Hubert Sagnières has developed employee shareholding at Essilor as it jumped from 21% in 2016 to over 67% by the end of 2019, making it one of the three French companies with the highest percentage of employee shareholders. Essilor's employee shareholding effort has been cited as an example by French President Emmanuel Macron several times.

==== Salary and compensation ====

In 2017, Sagnières received 2,140,000 € for salary and compensation for his positions at Essilor, as well as 50,000 performance shares accounting for 2.7 million euros.

=== EssilorLuxottica ===

From October 1, 2018, as part of the merger between Essilor and Luxottica, Sagnières has held the role of the executive vice-chairman of the new company EssilorLuxottica and remains chairman of Essilor.

Sagnières says he sees uniting Essilor and Luxottica as a way to develop the eyewear market "which is currently facing two key challenges—awareness and accessibility. There is a lack of awareness when it comes to bad vision. Secondly, there are not enough stores or access points where people can go and have their eyes checked or purchase eye-glasses, contact lenses and sunglasses."

==Writing==

In 2023 Sagnières published a non-fiction book, Daring French Explorations 1714-1854, Trailblazing adventures around the world, Flammarion.

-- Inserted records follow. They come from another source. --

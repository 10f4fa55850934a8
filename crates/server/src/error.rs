//! Application-level error handling.
//!
//! Every layer's error funnels into [`AppError`], which maps to an HTTP
//! status plus the standard JSON envelope (`success`, `message`, `error`).
//! Internal detail is only echoed outside production; server-side failures
//! are logged and reported to Sentry either way.

use std::sync::atomic::{AtomicBool, Ordering};

use axum::Json;
use axum::http::StatusCode;
use axum::response::{IntoResponse, Response};
use serde_json::json;
use thiserror::Error;
use tracing::{error, warn};

use crate::db::RepositoryError;
use crate::services::auth::AuthError;
use crate::services::flashcards::FlashcardError;
use crate::services::media::MediaError;
use crate::services::payments::PaymentError;

/// Whether the server runs in production. Set once at startup; controls
/// whether error detail leaks into responses.
static PRODUCTION: AtomicBool = AtomicBool::new(false);

/// Record the deployment environment for error rendering.
pub fn set_production(value: bool) {
    PRODUCTION.store(value, Ordering::Relaxed);
}

fn is_production() -> bool {
    PRODUCTION.load(Ordering::Relaxed)
}

/// Top-level error for request handlers.
#[derive(Debug, Error)]
pub enum AppError {
    #[error(transparent)]
    Repository(#[from] RepositoryError),

    #[error(transparent)]
    Auth(#[from] AuthError),

    #[error(transparent)]
    Media(#[from] MediaError),

    #[error(transparent)]
    Payment(#[from] PaymentError),

    #[error(transparent)]
    Flashcards(#[from] FlashcardError),

    /// Request was well-formed but semantically invalid.
    #[error("{0}")]
    Validation(String),

    /// The addressed resource does not exist (or is not the caller's).
    #[error("{0}")]
    NotFound(String),

    /// Authenticated but not allowed.
    #[error("{0}")]
    Forbidden(String),

    /// A feature whose configuration is absent.
    #[error("{0}")]
    Disabled(String),

    /// Anything else.
    #[error("{0}")]
    Internal(String),
}

impl AppError {
    /// HTTP status plus the client-safe message.
    fn status_and_message(&self) -> (StatusCode, String) {
        match self {
            Self::Repository(e) => match e {
                RepositoryError::NotFound => (StatusCode::NOT_FOUND, "Not found".to_owned()),
                RepositoryError::Conflict(message) => (StatusCode::BAD_REQUEST, message.clone()),
                RepositoryError::Database(_) | RepositoryError::DataCorruption(_) => {
                    (StatusCode::INTERNAL_SERVER_ERROR, "Database error".to_owned())
                }
            },
            Self::Auth(e) => match e {
                AuthError::InvalidCredentials | AuthError::TokenInvalid => {
                    (StatusCode::UNAUTHORIZED, e.to_string())
                }
                AuthError::OAuthDisabled => (StatusCode::SERVICE_UNAVAILABLE, e.to_string()),
                AuthError::OAuthExchange(_) | AuthError::Http(_) => (
                    StatusCode::INTERNAL_SERVER_ERROR,
                    "OAuth provider error".to_owned(),
                ),
                AuthError::TokenCreation(_) | AuthError::Hash(_) => (
                    StatusCode::INTERNAL_SERVER_ERROR,
                    "Authentication error".to_owned(),
                ),
            },
            Self::Media(e) => match e {
                MediaError::InvalidAssetUrl(_) | MediaError::UploadRejected(_) => {
                    (StatusCode::BAD_REQUEST, e.to_string())
                }
                MediaError::AssetUnavailable { .. } => (
                    StatusCode::INTERNAL_SERVER_ERROR,
                    "Asset is currently unavailable".to_owned(),
                ),
                MediaError::Http(_) | MediaError::UpstreamStatus { .. } => (
                    StatusCode::INTERNAL_SERVER_ERROR,
                    "Upstream media error".to_owned(),
                ),
                MediaError::Io(_) => (
                    StatusCode::INTERNAL_SERVER_ERROR,
                    "Media storage error".to_owned(),
                ),
            },
            Self::Payment(e) => match e {
                PaymentError::EmptyCart | PaymentError::InvalidAmount { .. } => {
                    (StatusCode::BAD_REQUEST, e.to_string())
                }
                PaymentError::Api { .. } | PaymentError::Http(_) => (
                    StatusCode::INTERNAL_SERVER_ERROR,
                    "Payment provider error".to_owned(),
                ),
            },
            Self::Flashcards(e) => match e {
                FlashcardError::Api { .. }
                | FlashcardError::Http(_)
                | FlashcardError::MalformedOutput(_)
                | FlashcardError::EmptyDeck => (
                    StatusCode::INTERNAL_SERVER_ERROR,
                    "Flashcard generation failed".to_owned(),
                ),
            },
            Self::Validation(message) => (StatusCode::BAD_REQUEST, message.clone()),
            Self::NotFound(message) => (StatusCode::NOT_FOUND, message.clone()),
            Self::Forbidden(message) => (StatusCode::FORBIDDEN, message.clone()),
            Self::Disabled(message) => (StatusCode::SERVICE_UNAVAILABLE, message.clone()),
            Self::Internal(_) => (
                StatusCode::INTERNAL_SERVER_ERROR,
                "Internal server error".to_owned(),
            ),
        }
    }
}

impl IntoResponse for AppError {
    fn into_response(self) -> Response {
        let (status, message) = self.status_and_message();
        let detail = self.to_string();

        if status.is_server_error() {
            error!(status = status.as_u16(), %detail, "request failed");
            sentry::capture_message(&detail, sentry::Level::Error);
        } else if status == StatusCode::UNAUTHORIZED {
            warn!(%detail, "rejected credentials");
        }

        let error_field = if status.is_success() || is_production() {
            None
        } else {
            Some(detail)
        };

        let body = json!({
            "success": false,
            "message": message,
            "error": error_field,
        });

        (status, Json(body)).into_response()
    }
}

#[cfg(test)]
#[allow(clippy::unwrap_used)]
mod tests {
    use super::*;

    #[test]
    fn not_found_maps_to_404() {
        let (status, message) = AppError::NotFound("Book not found".to_owned()).status_and_message();
        assert_eq!(status, StatusCode::NOT_FOUND);
        assert_eq!(message, "Book not found");
    }

    #[test]
    fn conflict_maps_to_400_with_repository_message() {
        let err = AppError::Repository(RepositoryError::Conflict(
            "Username already exists".to_owned(),
        ));
        let (status, message) = err.status_and_message();
        assert_eq!(status, StatusCode::BAD_REQUEST);
        assert_eq!(message, "Username already exists");
    }

    #[test]
    fn credentials_map_to_401() {
        let (status, _) = AppError::Auth(AuthError::InvalidCredentials).status_and_message();
        assert_eq!(status, StatusCode::UNAUTHORIZED);
    }

    #[test]
    fn exhausted_retrieval_maps_to_500_without_attempt_detail() {
        let err = AppError::Media(MediaError::AssetUnavailable {
            attempts: vec!["https://internal.example/x: 404".to_owned()],
        });
        let (status, message) = err.status_and_message();
        assert_eq!(status, StatusCode::INTERNAL_SERVER_ERROR);
        assert!(!message.contains("internal.example"));
    }

    #[test]
    fn internal_message_is_not_echoed() {
        let err = AppError::Internal("pool exhausted at 10.0.0.3".to_owned());
        let (_, message) = err.status_and_message();
        assert_eq!(message, "Internal server error");
    }
}
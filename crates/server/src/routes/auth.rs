//! Account routes: signup, login, OAuth, profile and password reset.

use axum::extract::State;
use axum::routing::{get, post};
use axum::{Json, Router};
use rand::Rng;
use serde::Deserialize;
use serde_json::{Value, json};
use tracing::info;

use bindery_core::{Email, Username};

use crate::db::{RepositoryError, UserRepository};
use crate::error::AppError;
use crate::middleware::CurrentUser;
use crate::models::{User, UserProfile};
use crate::state::AppState;

const MIN_PASSWORD_LENGTH: usize = 8;

pub fn router() -> Router<AppState> {
    Router::new()
        .route("/signup", post(signup))
        .route("/login", post(login))
        .route("/oauth/google", post(oauth_google))
        .route("/logout", post(logout))
        .route("/profile", get(get_profile).put(update_profile))
        .route("/forgot-password", post(forgot_password))
        .route("/reset-password", post(reset_password))
}

#[derive(Debug, Deserialize)]
struct SignupRequest {
    username: String,
    email: String,
    password: String,
}

#[derive(Debug, Deserialize)]
struct LoginRequest {
    username: String,
    password: String,
}

#[derive(Debug, Deserialize)]
struct OAuthRequest {
    code: String,
}

#[derive(Debug, Deserialize)]
struct ProfileUpdateRequest {
    username: Option<String>,
    email: Option<String>,
    password: Option<String>,
}

#[derive(Debug, Deserialize)]
struct ForgotPasswordRequest {
    email: String,
}

#[derive(Debug, Deserialize)]
struct ResetPasswordRequest {
    email: String,
    code: String,
    new_password: String,
}

fn session_payload(state: &AppState, user: &User, message: &str) -> Result<Value, AppError> {
    let token = state.auth().issue_token(user)?;
    Ok(json!({
        "success": true,
        "message": message,
        "token": token,
        "user": UserProfile::from(user),
    }))
}

fn validate_password(password: &str) -> Result<(), AppError> {
    if password.len() < MIN_PASSWORD_LENGTH {
        return Err(AppError::Validation(format!(
            "Password must be at least {MIN_PASSWORD_LENGTH} characters"
        )));
    }
    Ok(())
}

async fn signup(
    State(state): State<AppState>,
    Json(request): Json<SignupRequest>,
) -> Result<Json<Value>, AppError> {
    let username = Username::parse(&request.username)
        .map_err(|e| AppError::Validation(e.to_string()))?;
    let email =
        Email::parse(&request.email).map_err(|e| AppError::Validation(e.to_string()))?;
    validate_password(&request.password)?;

    let users = UserRepository::new(state.pool());
    if users.get_by_username(&username).await?.is_some() {
        return Err(AppError::Repository(RepositoryError::Conflict(
            "Username already exists".to_owned(),
        )));
    }
    if users.get_by_email(&email).await?.is_some() {
        return Err(AppError::Repository(RepositoryError::Conflict(
            "Email already exists".to_owned(),
        )));
    }

    let hash = state.auth().hash_password(&request.password)?;
    // The pre-checks above race with concurrent signups; the unique indexes
    // still map any loser to a 400 Conflict.
    let user = users.create_local(&username, &email, &hash).await?;

    info!(user_id = %user.id, "account created");
    Ok(Json(session_payload(&state, &user, "Account created")?))
}

async fn login(
    State(state): State<AppState>,
    Json(request): Json<LoginRequest>,
) -> Result<Json<Value>, AppError> {
    let username = Username::parse(&request.username)
        .map_err(|_| crate::services::auth::AuthError::InvalidCredentials)?;

    let users = UserRepository::new(state.pool());
    let user = users
        .get_by_username(&username)
        .await?
        .ok_or(crate::services::auth::AuthError::InvalidCredentials)?;
    state.auth().verify_password(&user, &request.password)?;

    Ok(Json(session_payload(&state, &user, "Logged in")?))
}

async fn oauth_google(
    State(state): State<AppState>,
    Json(request): Json<OAuthRequest>,
) -> Result<Json<Value>, AppError> {
    let identity = state.auth().google_identity(&request.code).await?;
    let users = UserRepository::new(state.pool());

    if let Some(user) = users.get_by_google_id(&identity.google_id).await? {
        return Ok(Json(session_payload(&state, &user, "Logged in")?));
    }

    let email = Email::parse(&identity.email)
        .map_err(|e| AppError::Validation(format!("provider returned bad email: {e}")))?;

    // An existing local account with the same email gets the external
    // identity attached instead of a duplicate account.
    if let Some(user) = users.get_by_email(&email).await? {
        users.set_google_id(user.id, &identity.google_id).await?;
        return Ok(Json(session_payload(&state, &user, "Logged in")?));
    }

    let user = create_oauth_user(&users, &identity, &email).await?;
    info!(user_id = %user.id, "account created via oauth");
    Ok(Json(session_payload(&state, &user, "Account created")?))
}

/// Create an OAuth account, deriving a username from the display name or the
/// email local part and retrying with a random suffix on collision.
async fn create_oauth_user(
    users: &UserRepository<'_>,
    identity: &crate::services::auth::GoogleIdentity,
    email: &Email,
) -> Result<User, AppError> {
    let base = identity
        .name
        .as_deref()
        .filter(|n| !n.trim().is_empty())
        .unwrap_or_else(|| email.as_str().split('@').next().unwrap_or("reader"));
    let base = sanitize_username(base);

    for attempt in 0..3u8 {
        let candidate = if attempt == 0 {
            base.clone()
        } else {
            format!("{base}{}", rand::rng().random_range(100..10_000u32))
        };
        let Ok(username) = Username::parse(&candidate) else {
            continue;
        };
        match users
            .create_oauth(&username, email, &identity.google_id)
            .await
        {
            Ok(user) => return Ok(user),
            Err(RepositoryError::Conflict(_)) => {}
            Err(e) => return Err(e.into()),
        }
    }
    Err(AppError::Internal(
        "could not derive a free username".to_owned(),
    ))
}

fn sanitize_username(raw: &str) -> String {
    let cleaned: String = raw
        .chars()
        .filter_map(|c| {
            if c.is_ascii_alphanumeric() || matches!(c, '.' | '_' | '-') {
                Some(c.to_ascii_lowercase())
            } else if c.is_whitespace() {
                Some('.')
            } else {
                None
            }
        })
        .take(Username::MAX_LENGTH - 4)
        .collect();
    if cleaned.len() < Username::MIN_LENGTH {
        format!("reader{}", rand::rng().random_range(100..10_000u32))
    } else {
        cleaned
    }
}

/// Tokens are stateless, so logout is a client-side discard; the endpoint
/// exists for the envelope's sake.
async fn logout() -> Json<Value> {
    Json(json!({ "success": true, "message": "Logged out" }))
}

async fn get_profile(
    State(state): State<AppState>,
    current: CurrentUser,
) -> Result<Json<Value>, AppError> {
    let users = UserRepository::new(state.pool());
    let user = users
        .get_by_id(current.id())
        .await?
        .ok_or_else(|| AppError::NotFound("User not found".to_owned()))?;
    Ok(Json(json!({
        "success": true,
        "message": "Profile",
        "user": UserProfile::from(&user),
    })))
}

async fn update_profile(
    State(state): State<AppState>,
    current: CurrentUser,
    Json(request): Json<ProfileUpdateRequest>,
) -> Result<Json<Value>, AppError> {
    let username = request
        .username
        .as_deref()
        .map(Username::parse)
        .transpose()
        .map_err(|e| AppError::Validation(e.to_string()))?;
    let email = request
        .email
        .as_deref()
        .map(Email::parse)
        .transpose()
        .map_err(|e| AppError::Validation(e.to_string()))?;

    let users = UserRepository::new(state.pool());
    let mut user = users
        .update_profile(current.id(), username.as_ref(), email.as_ref())
        .await?;

    if let Some(password) = &request.password {
        validate_password(password)?;
        let hash = state.auth().hash_password(password)?;
        users.set_password_hash(user.id, &hash).await?;
        user.password_hash = Some(hash);
    }

    Ok(Json(json!({
        "success": true,
        "message": "Profile updated",
        "user": UserProfile::from(&user),
    })))
}

async fn forgot_password(
    State(state): State<AppState>,
    Json(request): Json<ForgotPasswordRequest>,
) -> Result<Json<Value>, AppError> {
    // One response shape regardless of whether the account exists, so the
    // endpoint cannot be used to enumerate emails.
    let message = "If the account exists, a reset code was issued";

    let Ok(email) = Email::parse(&request.email) else {
        return Ok(Json(json!({ "success": true, "message": message })));
    };

    let users = UserRepository::new(state.pool());
    let Some(user) = users.get_by_email(&email).await? else {
        return Ok(Json(json!({ "success": true, "message": message })));
    };

    let (code, expires_at) = state.auth().generate_reset_code();
    users.set_reset_code(user.id, &code, expires_at).await?;

    // No mail transport is wired up; the code lands in the logs and, outside
    // production, in the response for manual flows.
    info!(user_id = %user.id, reset_code = %code, "issued password reset code");
    let mut body = json!({ "success": true, "message": message });
    if !state.is_production() {
        body["reset_code"] = json!(code);
    }
    Ok(Json(body))
}

async fn reset_password(
    State(state): State<AppState>,
    Json(request): Json<ResetPasswordRequest>,
) -> Result<Json<Value>, AppError> {
    let email =
        Email::parse(&request.email).map_err(|e| AppError::Validation(e.to_string()))?;
    validate_password(&request.new_password)?;

    let users = UserRepository::new(state.pool());
    let user_id = users
        .consume_reset_code(&email, &request.code)
        .await?
        .ok_or_else(|| AppError::Validation("Invalid or expired reset code".to_owned()))?;

    let hash = state.auth().hash_password(&request.new_password)?;
    users.set_password_hash(user_id, &hash).await?;

    info!(user_id = %user_id, "password reset");
    Ok(Json(json!({ "success": true, "message": "Password updated" })))
}

#[cfg(test)]
mod tests {
    use super::*;

    #[test]
    fn sanitize_collapses_display_names() {
        let name = sanitize_username("Ada Lovelace");
        assert_eq!(name, "ada.lovelace");
        assert!(Username::parse(&name).is_ok());
    }

    #[test]
    fn sanitize_drops_disallowed_characters() {
        let name = sanitize_username("Zoë @Books!");
        assert!(Username::parse(&name).is_ok(), "{name}");
    }

    #[test]
    fn sanitize_backfills_short_names() {
        let name = sanitize_username("李");
        assert!(name.starts_with("reader"));
        assert!(Username::parse(&name).is_ok());
    }

    #[test]
    fn short_passwords_are_rejected() {
        assert!(validate_password("seven77").is_err());
        assert!(validate_password("eight888").is_ok());
    }
}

The book proposes a series of extracts from the travel journals of the French explorers, as well as some 400 digitalized illustrations from the illustrators who embarked with them on their journey.

=== Awards ===

- Knight (Chevalier) of the Legion of Honour (2012).
- Fellow Member, The Explorers Club
- Honorary Fellow, Royal Canadian Geographical Society

== Others activities ==
=== Mandates outside of the Essilor Group ===
- China Europe International Business School (CEIBS), Member of the international advisory board;
- Suny college of optometry in New York, honorary doctorate.